*What the exercise asks*:
All lines holding the word "wide" are to be copied from the records beneath.

*The data*:
━━━━

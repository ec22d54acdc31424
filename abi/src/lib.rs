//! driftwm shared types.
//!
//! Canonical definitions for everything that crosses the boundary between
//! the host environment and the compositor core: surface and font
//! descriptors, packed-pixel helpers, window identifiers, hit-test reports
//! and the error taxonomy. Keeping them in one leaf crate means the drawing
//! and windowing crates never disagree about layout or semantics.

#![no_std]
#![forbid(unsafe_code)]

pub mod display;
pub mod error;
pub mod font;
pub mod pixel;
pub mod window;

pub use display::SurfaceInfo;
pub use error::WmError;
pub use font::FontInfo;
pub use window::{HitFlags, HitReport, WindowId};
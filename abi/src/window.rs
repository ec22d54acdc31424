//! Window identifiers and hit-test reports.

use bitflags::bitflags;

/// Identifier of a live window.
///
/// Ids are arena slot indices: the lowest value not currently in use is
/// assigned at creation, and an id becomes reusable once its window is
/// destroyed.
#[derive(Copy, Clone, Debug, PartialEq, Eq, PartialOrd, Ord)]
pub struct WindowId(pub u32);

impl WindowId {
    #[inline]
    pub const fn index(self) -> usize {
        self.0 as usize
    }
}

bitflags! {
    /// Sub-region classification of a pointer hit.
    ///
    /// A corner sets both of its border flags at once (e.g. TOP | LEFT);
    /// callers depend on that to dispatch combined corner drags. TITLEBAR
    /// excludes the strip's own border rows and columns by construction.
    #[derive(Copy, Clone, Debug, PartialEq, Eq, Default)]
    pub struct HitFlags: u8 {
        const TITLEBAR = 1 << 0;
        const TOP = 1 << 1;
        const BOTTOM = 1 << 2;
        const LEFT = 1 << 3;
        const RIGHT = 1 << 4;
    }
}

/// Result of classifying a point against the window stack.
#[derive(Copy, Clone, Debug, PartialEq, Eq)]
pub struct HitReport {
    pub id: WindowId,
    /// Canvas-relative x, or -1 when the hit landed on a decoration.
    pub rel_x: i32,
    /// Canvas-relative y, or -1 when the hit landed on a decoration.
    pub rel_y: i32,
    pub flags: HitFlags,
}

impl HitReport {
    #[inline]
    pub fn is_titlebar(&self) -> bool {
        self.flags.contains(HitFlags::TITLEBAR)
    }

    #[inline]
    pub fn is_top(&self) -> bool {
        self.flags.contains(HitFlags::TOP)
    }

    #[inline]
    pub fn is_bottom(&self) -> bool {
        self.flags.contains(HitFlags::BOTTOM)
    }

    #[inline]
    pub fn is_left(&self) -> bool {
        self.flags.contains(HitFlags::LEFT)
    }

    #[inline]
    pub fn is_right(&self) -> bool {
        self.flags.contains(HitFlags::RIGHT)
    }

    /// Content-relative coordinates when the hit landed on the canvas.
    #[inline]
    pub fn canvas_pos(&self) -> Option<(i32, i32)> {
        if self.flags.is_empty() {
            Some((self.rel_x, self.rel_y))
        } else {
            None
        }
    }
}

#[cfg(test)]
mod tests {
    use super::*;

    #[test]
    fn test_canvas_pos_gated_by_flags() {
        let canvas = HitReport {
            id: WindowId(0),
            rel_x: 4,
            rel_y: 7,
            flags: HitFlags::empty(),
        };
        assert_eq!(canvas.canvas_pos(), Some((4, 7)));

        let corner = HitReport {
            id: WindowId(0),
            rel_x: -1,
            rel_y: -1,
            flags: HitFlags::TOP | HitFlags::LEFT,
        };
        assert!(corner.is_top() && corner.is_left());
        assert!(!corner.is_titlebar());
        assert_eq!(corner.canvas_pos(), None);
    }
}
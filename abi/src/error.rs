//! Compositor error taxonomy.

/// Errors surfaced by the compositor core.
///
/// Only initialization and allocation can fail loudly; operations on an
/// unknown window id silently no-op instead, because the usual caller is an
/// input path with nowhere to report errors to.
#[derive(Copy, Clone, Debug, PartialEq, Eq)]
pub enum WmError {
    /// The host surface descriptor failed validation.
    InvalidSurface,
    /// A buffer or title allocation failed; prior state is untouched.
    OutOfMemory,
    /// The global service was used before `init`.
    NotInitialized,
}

━━━━

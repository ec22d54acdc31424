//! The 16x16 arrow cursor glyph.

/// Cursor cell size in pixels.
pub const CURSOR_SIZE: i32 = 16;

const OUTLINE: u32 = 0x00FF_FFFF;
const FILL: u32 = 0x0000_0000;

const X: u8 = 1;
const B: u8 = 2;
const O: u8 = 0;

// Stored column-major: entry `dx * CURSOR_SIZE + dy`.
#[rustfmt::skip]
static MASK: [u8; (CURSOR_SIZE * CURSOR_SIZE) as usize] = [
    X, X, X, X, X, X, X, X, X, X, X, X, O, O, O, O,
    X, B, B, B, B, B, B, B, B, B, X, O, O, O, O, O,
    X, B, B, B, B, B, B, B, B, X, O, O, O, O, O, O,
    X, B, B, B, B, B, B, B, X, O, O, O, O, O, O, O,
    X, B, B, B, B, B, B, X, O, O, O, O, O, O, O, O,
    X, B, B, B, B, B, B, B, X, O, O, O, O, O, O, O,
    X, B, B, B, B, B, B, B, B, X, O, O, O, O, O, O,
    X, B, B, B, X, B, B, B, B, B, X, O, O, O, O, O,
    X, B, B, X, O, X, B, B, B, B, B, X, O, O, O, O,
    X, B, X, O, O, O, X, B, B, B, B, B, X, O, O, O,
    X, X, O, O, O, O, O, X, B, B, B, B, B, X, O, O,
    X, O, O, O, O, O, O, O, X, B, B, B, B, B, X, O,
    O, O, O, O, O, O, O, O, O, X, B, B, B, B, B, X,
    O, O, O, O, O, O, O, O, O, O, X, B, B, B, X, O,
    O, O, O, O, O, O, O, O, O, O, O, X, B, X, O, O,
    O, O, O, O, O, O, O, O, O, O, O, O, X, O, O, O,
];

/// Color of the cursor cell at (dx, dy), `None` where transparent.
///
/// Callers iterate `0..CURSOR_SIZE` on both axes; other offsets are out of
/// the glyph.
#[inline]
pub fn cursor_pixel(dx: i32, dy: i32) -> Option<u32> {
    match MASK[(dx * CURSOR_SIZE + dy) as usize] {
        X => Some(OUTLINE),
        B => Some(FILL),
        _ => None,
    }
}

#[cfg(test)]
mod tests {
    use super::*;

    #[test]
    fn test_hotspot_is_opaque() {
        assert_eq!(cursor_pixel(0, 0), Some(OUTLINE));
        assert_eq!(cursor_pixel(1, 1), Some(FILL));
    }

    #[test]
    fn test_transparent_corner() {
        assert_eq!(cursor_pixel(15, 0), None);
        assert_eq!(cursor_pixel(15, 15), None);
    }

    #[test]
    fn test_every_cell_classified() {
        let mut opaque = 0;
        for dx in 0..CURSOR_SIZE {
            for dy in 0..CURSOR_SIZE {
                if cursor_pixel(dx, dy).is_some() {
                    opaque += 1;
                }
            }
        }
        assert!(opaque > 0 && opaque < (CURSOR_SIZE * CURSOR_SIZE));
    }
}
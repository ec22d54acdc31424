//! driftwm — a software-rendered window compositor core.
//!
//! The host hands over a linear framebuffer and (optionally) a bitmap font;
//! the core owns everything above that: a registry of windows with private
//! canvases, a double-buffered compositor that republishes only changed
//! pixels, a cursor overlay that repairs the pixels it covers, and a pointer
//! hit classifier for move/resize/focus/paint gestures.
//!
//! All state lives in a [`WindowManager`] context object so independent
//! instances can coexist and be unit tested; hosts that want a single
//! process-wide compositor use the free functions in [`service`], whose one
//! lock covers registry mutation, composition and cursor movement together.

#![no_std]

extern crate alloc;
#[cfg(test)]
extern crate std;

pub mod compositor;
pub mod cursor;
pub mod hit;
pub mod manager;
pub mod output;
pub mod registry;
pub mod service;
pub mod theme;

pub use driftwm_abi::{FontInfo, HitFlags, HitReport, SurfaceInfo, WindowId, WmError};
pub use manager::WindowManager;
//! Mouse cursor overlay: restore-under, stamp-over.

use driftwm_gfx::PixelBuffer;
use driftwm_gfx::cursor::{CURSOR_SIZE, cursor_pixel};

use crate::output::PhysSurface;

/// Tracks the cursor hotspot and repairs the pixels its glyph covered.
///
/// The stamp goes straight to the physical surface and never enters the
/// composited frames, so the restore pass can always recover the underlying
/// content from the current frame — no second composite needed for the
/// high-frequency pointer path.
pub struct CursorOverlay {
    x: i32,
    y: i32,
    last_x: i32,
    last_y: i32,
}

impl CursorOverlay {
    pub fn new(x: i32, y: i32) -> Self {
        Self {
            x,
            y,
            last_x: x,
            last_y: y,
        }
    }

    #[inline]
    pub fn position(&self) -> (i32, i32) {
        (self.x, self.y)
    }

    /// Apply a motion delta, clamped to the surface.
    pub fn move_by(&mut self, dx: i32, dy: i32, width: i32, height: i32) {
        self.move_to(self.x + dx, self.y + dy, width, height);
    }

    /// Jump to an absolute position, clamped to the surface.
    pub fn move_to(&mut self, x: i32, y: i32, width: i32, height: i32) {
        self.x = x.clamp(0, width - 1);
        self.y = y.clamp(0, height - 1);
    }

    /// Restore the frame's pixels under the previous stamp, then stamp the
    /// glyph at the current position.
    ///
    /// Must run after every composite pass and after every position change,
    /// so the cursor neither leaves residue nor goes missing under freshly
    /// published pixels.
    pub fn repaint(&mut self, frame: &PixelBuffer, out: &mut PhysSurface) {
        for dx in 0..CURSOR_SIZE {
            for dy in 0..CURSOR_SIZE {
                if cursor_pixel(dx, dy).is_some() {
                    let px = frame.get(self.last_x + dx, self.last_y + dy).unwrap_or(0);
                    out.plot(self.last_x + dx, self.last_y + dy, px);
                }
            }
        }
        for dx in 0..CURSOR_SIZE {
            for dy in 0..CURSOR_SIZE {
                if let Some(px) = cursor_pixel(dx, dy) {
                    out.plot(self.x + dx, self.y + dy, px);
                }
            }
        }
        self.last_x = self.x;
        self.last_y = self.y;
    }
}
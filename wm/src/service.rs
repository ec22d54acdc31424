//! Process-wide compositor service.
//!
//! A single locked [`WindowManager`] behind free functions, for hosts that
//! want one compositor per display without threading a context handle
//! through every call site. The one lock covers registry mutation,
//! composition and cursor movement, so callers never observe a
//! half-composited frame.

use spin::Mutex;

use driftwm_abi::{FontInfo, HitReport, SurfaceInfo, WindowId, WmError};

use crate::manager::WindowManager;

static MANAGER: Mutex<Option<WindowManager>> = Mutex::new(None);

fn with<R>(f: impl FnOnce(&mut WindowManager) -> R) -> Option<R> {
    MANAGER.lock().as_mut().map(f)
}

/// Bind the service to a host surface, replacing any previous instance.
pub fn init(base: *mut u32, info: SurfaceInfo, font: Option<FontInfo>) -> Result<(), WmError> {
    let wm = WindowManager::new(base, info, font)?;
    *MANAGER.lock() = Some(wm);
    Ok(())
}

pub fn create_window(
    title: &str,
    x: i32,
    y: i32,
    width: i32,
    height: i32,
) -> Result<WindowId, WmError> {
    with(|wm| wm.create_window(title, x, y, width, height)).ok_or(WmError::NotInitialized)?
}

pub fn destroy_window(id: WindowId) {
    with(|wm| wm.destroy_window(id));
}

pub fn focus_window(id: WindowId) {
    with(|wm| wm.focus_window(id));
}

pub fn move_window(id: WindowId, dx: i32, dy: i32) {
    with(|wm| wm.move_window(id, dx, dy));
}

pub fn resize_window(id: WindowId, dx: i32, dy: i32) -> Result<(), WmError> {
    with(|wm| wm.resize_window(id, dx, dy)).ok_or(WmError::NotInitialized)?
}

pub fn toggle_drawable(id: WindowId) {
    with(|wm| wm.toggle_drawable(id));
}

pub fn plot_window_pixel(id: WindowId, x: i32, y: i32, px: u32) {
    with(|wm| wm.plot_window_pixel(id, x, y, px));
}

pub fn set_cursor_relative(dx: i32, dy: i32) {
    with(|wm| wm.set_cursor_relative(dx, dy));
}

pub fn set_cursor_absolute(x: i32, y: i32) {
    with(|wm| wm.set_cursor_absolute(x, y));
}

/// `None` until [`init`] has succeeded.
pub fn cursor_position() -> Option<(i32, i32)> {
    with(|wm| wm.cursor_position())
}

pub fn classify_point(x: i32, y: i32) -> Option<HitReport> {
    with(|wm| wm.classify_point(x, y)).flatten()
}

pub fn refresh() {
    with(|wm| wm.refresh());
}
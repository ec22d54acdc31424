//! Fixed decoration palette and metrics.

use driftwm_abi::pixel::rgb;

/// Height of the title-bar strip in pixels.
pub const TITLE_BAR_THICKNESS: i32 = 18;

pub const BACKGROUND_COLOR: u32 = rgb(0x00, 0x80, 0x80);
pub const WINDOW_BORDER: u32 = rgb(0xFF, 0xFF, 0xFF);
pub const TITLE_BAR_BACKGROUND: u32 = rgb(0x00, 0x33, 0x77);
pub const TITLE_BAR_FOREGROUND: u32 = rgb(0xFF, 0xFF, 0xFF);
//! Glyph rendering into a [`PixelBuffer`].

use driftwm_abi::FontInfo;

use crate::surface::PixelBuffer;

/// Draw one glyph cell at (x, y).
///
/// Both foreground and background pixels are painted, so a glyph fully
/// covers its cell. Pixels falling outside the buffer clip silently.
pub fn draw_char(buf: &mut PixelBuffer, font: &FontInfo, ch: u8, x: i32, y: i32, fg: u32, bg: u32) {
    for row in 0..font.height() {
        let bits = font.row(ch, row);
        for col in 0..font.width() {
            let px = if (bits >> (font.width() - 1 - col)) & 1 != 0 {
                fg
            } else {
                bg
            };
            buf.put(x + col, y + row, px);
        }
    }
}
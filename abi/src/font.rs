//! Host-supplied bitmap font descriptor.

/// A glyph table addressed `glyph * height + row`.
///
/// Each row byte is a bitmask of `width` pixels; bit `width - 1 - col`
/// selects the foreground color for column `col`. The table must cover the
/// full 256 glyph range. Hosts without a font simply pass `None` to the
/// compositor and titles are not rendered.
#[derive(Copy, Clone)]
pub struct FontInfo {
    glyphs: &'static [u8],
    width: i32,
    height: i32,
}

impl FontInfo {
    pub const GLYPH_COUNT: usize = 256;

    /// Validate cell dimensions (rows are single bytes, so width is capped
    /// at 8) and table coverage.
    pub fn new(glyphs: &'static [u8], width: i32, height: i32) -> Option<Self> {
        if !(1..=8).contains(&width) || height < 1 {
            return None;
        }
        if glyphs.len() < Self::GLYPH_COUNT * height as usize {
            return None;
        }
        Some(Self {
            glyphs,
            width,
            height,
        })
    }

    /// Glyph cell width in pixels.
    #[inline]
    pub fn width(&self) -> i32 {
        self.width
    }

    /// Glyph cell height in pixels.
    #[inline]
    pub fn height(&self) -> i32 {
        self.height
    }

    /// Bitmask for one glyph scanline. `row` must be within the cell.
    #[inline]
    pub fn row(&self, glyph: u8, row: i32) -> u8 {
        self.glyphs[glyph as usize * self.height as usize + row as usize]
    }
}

━━━━

*Task solution*:
//! process-wide compositor use the free functions in [`service`], whose one
//! Process-wide compositor service.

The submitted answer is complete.